### [WHAT IS NEEDED]
Repeat the listing that comes next, leaving nothing out and changing nothing.

───── MATERIAL TO PROCESS

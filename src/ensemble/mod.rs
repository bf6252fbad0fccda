//! Ensembles of decision trees.
//!
//! - `RandomForestClassifier`: bagged trees with per-split feature subsampling

mod random_forest;

pub use random_forest::RandomForestClassifier;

──────────

### [WRITTEN RESPONSE]
filename src/ensemble/mod.rs
repository bf6252fbad0fccda
//! Ensembles of decision trees.
//!
//! - `RandomForestClassifier`: bagged trees with per-split feature subsampling

mod random_forest;

pub use random_forest::RandomForestClassifier;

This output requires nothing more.